*WHAT YOU NEED TO DO*
Using the entries that follow, establish how many lines contain the word "weak" and give only that figure.

*** Opening MATERIAL SHOWN ***

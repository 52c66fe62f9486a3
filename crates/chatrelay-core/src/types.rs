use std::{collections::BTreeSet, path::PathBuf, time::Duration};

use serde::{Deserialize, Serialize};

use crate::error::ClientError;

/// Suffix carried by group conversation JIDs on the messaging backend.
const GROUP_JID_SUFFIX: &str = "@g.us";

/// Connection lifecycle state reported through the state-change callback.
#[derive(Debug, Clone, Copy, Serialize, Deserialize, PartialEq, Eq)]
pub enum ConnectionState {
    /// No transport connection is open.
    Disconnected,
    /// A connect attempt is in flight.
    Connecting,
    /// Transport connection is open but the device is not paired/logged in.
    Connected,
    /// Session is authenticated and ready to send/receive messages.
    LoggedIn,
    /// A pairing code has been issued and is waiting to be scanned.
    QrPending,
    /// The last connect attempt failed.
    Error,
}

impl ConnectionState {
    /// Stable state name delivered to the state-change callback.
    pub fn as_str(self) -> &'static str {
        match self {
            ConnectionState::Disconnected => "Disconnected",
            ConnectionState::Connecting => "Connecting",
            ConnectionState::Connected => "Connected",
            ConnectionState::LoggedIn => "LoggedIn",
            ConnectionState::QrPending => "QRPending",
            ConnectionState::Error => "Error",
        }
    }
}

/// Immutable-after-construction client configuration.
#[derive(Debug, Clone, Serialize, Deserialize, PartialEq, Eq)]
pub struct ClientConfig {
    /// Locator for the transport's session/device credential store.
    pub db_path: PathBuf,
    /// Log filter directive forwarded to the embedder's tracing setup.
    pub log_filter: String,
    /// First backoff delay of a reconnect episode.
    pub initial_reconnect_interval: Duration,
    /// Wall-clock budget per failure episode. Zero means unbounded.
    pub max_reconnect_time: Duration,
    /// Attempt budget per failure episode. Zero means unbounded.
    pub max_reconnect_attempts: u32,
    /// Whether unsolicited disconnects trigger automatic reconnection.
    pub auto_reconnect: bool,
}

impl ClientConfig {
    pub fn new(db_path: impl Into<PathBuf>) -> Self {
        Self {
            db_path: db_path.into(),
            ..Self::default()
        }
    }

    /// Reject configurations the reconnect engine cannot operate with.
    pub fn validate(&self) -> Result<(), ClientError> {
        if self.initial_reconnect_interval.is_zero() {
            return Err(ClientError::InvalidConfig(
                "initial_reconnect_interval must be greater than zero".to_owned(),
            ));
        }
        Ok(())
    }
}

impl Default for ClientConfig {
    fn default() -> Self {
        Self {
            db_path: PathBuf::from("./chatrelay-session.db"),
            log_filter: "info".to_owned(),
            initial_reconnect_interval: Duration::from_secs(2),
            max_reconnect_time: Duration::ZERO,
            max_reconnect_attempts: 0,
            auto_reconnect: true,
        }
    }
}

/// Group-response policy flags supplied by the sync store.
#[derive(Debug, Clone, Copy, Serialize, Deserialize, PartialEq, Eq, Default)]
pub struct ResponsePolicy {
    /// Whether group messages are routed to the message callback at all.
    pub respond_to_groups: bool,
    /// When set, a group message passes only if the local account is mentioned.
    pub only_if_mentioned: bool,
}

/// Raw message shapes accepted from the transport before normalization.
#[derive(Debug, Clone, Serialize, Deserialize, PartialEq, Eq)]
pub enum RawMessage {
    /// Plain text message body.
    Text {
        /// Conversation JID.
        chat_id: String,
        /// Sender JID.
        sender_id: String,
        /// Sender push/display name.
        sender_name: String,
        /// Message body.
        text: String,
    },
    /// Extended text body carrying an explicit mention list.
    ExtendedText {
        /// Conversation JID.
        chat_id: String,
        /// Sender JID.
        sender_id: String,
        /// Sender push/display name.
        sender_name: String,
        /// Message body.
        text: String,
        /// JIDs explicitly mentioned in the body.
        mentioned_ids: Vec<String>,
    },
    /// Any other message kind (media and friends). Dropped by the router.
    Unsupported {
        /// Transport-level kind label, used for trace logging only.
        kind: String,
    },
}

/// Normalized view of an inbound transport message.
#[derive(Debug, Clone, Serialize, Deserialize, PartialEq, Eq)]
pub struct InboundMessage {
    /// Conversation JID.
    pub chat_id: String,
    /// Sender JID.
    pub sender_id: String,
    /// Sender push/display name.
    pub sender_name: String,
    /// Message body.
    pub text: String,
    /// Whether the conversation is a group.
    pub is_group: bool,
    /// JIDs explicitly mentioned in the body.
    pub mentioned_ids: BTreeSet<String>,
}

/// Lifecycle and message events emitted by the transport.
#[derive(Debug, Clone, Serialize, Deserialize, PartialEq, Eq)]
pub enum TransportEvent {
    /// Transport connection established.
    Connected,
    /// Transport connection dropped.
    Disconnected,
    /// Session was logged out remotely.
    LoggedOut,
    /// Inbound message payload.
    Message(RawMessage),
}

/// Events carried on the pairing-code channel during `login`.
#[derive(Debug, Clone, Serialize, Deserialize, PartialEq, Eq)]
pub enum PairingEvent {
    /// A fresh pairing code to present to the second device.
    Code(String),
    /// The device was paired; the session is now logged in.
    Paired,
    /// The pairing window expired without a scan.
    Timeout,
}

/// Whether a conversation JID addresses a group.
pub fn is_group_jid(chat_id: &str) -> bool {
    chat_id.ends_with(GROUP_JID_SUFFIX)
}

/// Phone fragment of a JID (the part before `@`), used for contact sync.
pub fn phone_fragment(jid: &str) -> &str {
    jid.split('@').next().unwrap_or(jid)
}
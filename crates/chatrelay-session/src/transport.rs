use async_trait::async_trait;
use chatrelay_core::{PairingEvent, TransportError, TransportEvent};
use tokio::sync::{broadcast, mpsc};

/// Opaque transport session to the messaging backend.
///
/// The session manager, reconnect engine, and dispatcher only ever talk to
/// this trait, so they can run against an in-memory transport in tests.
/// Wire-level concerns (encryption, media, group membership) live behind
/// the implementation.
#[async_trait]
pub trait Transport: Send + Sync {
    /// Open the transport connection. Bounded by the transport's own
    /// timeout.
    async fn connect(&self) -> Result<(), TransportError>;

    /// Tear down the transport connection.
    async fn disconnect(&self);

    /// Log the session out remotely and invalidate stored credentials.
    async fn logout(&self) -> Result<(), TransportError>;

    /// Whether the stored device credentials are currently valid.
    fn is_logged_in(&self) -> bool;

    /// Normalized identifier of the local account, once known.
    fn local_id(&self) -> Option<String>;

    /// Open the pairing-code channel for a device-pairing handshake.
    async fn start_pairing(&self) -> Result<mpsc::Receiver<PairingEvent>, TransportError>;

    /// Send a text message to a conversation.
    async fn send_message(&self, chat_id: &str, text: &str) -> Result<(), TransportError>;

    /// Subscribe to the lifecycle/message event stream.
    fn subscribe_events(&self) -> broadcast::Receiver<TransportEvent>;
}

*** Closing MATERIAL SHOWN ***
*** Opening MATERIAL SHOWN ***

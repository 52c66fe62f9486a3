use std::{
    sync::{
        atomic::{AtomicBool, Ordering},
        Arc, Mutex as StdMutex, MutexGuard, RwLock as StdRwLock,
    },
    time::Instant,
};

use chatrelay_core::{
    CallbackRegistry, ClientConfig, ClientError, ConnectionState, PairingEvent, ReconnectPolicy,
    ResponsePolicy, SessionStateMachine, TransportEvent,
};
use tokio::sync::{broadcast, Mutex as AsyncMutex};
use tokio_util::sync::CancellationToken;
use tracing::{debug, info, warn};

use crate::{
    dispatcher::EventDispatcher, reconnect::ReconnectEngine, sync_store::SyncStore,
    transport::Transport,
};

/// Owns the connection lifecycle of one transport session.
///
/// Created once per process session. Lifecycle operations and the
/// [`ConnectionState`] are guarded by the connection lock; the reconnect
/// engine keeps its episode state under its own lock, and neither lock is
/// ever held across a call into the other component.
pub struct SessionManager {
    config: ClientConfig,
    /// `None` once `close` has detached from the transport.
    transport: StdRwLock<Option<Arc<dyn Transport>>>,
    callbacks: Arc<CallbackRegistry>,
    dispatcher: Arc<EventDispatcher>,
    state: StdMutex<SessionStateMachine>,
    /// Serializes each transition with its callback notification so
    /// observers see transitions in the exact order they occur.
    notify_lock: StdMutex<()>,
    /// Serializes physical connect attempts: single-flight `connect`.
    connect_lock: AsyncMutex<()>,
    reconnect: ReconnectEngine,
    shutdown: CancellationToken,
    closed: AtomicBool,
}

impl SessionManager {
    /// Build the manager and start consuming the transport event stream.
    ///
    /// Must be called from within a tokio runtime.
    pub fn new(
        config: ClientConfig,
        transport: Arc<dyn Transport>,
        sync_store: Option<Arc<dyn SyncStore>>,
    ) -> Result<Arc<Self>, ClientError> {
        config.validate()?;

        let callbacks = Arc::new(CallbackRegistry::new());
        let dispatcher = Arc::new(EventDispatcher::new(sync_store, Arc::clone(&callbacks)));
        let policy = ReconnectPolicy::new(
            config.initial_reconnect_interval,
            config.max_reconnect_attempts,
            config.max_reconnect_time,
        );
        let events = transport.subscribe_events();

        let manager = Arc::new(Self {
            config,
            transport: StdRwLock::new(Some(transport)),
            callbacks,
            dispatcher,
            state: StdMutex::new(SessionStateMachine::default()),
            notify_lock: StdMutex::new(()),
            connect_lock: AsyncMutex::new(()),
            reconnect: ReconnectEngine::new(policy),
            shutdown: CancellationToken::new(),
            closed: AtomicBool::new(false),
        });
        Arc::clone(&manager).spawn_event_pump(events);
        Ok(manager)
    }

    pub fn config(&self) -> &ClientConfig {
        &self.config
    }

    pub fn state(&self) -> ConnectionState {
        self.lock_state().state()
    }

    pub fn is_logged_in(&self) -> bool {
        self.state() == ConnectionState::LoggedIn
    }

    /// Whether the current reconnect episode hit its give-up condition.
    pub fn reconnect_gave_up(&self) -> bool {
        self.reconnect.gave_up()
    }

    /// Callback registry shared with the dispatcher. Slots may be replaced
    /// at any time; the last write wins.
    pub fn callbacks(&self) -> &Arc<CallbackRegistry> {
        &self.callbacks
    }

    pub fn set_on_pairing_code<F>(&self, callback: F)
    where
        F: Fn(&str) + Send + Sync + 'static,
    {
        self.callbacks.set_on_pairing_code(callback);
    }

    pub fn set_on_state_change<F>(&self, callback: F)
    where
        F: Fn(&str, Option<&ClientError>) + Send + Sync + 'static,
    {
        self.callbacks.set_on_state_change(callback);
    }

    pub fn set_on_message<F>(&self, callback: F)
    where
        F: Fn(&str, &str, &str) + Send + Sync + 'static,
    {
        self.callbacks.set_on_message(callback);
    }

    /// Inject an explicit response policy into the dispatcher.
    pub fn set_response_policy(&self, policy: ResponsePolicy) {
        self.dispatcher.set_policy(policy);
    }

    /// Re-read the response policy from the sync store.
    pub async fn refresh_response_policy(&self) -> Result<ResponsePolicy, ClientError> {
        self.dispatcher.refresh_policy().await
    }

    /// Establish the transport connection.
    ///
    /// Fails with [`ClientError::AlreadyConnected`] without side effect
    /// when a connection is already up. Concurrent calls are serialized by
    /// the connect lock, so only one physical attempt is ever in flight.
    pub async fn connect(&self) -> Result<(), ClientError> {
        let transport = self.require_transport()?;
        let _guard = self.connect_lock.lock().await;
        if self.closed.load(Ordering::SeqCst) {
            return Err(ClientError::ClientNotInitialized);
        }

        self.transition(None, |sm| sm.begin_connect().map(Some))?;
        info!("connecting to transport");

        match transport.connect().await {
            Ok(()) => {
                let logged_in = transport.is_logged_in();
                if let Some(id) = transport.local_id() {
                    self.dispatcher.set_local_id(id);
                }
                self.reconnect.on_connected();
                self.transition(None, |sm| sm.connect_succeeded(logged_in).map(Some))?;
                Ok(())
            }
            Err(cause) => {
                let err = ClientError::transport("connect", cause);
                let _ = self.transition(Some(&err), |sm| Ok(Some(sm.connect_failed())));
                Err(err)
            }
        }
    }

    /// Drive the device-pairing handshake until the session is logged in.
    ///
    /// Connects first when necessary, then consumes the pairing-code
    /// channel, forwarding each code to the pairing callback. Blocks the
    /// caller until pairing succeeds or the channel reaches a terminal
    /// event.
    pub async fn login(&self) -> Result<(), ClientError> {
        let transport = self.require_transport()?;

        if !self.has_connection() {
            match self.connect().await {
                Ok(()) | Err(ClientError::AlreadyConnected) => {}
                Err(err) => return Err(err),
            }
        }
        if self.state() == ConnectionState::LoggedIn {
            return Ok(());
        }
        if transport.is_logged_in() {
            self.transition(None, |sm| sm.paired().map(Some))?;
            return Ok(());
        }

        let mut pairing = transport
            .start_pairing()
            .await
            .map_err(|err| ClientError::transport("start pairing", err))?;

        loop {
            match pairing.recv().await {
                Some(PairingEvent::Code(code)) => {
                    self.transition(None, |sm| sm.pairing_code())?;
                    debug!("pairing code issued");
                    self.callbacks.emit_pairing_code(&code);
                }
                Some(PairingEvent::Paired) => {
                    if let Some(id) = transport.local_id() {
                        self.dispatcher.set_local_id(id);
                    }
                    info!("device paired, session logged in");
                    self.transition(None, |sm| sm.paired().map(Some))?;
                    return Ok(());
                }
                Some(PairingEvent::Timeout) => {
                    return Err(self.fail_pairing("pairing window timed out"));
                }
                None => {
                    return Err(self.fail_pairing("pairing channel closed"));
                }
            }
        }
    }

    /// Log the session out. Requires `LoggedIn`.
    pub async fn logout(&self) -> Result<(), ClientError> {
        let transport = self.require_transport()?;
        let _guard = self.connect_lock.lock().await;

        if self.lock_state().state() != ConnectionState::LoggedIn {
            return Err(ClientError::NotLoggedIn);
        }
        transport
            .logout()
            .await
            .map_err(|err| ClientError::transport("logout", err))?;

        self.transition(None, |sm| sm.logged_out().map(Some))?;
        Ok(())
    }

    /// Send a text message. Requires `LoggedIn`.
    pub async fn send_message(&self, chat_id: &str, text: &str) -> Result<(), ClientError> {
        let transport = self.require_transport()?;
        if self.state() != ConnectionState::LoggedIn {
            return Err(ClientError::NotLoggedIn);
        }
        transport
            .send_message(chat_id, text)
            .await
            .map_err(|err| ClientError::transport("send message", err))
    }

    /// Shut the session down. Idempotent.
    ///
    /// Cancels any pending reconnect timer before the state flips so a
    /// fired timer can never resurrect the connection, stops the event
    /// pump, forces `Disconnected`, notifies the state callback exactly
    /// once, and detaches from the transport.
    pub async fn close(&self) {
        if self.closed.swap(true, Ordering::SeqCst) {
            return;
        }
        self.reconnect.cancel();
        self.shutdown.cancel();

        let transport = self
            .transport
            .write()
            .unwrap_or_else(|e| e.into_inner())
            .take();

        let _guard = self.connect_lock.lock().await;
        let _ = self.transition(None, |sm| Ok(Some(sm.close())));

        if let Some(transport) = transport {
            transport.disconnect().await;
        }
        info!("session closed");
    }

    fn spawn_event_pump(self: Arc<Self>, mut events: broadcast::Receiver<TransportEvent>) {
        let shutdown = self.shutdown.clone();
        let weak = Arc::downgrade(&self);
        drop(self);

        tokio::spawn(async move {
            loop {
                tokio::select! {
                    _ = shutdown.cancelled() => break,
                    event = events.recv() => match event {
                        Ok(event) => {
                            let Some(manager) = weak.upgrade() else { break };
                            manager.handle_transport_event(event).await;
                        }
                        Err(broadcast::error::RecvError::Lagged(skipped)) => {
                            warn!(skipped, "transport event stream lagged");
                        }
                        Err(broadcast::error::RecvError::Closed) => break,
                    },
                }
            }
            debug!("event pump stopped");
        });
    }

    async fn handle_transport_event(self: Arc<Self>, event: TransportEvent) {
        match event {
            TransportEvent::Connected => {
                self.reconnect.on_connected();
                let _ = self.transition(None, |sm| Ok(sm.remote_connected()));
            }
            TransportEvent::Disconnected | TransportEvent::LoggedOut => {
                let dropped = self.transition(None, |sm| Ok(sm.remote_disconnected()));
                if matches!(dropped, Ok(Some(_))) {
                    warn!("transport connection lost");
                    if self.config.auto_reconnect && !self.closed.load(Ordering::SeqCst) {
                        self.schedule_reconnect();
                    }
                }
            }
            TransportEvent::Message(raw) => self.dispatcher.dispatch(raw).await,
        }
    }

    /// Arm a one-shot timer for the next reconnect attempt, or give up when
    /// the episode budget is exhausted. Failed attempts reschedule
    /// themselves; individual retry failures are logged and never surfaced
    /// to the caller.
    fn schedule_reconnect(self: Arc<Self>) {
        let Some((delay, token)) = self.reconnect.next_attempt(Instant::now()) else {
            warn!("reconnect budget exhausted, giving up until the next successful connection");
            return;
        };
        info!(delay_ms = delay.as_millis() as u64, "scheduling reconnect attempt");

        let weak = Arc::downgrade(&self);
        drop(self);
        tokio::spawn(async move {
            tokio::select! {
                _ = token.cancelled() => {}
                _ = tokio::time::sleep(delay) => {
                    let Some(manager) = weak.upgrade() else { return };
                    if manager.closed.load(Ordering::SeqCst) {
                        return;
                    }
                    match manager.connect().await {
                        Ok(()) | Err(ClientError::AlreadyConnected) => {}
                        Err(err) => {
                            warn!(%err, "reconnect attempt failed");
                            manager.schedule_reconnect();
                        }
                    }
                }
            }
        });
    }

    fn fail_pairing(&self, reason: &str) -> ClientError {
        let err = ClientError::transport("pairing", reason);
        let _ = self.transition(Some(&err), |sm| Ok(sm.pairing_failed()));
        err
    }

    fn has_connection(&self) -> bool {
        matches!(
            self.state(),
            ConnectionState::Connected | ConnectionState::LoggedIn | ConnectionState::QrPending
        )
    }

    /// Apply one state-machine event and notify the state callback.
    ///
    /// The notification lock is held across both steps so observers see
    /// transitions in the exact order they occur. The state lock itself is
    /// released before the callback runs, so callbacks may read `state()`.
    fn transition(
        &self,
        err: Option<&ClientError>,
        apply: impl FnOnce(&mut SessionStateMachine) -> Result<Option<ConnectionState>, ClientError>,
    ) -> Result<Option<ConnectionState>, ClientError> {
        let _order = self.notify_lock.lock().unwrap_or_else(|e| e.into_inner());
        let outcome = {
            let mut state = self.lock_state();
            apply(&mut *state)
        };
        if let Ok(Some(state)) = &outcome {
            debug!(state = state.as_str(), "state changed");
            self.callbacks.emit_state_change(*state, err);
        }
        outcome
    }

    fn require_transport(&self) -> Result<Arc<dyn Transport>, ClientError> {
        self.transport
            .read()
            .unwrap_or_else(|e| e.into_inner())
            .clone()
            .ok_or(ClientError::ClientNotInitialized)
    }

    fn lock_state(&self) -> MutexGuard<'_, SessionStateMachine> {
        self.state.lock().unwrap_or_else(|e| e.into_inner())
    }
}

*** Closing MATERIAL SHOWN ***

*THE COMPLETED TASK*
4